Two points determine a line.
Usually, it is easy to find the y-intercept [the point where the line crosses the y-axis at x=0; that is, (0,y)] and the x-intercept [the point where the line crosses the x-axis at y=0; that is, (x,0)].
For equation (1): x - 2y = 5 (or y = x/2 - 5/2)
This is a upward-sloping line (m=+1/2) when going left-to-right.
y-intercept, at x=0, point (0,-5/2)
x-intercept, at y=0, point (5,0)]
Table of values:
x y
0 -5/2
5 0
(you may add more values if you want)
Draw a line thru these two points and keep going in both directions.
For equation (2): 3x - 2y = 3 ([or y = (3/2)x - 3]

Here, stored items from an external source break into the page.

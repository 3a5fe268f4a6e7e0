//! # hap-core
//!
//! Error definitions and configuration shared across the accessory crates.

pub mod config;
pub mod error;

pub use config::{AccessoryConfig, AccessoryConfigBuilder};
pub use error::{
    CryptoError, Error, ErrorKind, PairingError, ParseError, Result, SessionError, StoreError,
};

This is an upward-sloping line (m=+3/2) when going left-to-right.
y-intercept is (0,-3/2)
x-intercept is (1,0)
Table of values:
x y
0 -3/2
1 0
Draw this line.
The lines cross where both equation (1) and equation (2) are true. The graph should show this clearly.
Algebraically:
x - 2y = 5
3x -2y = 3
-------------- (Elimination; subtract equations)
-2x = 2
x =-1
x - 2y = 5
----------------- (Elimination; subtract equations)
2y = -6
y = -3
The point (-1,-3) satisfies both equation (1) and equation (2). It is the point where the lines cross.
Check:
Is -1 -2(-3) = 5 ?
-1 + 6 = 5 ?
5 = 5 ?yes
Is 3(-1) - 2(-3) = 3 ?
-3 + 6 = 3 ?
3 = 3 ?yes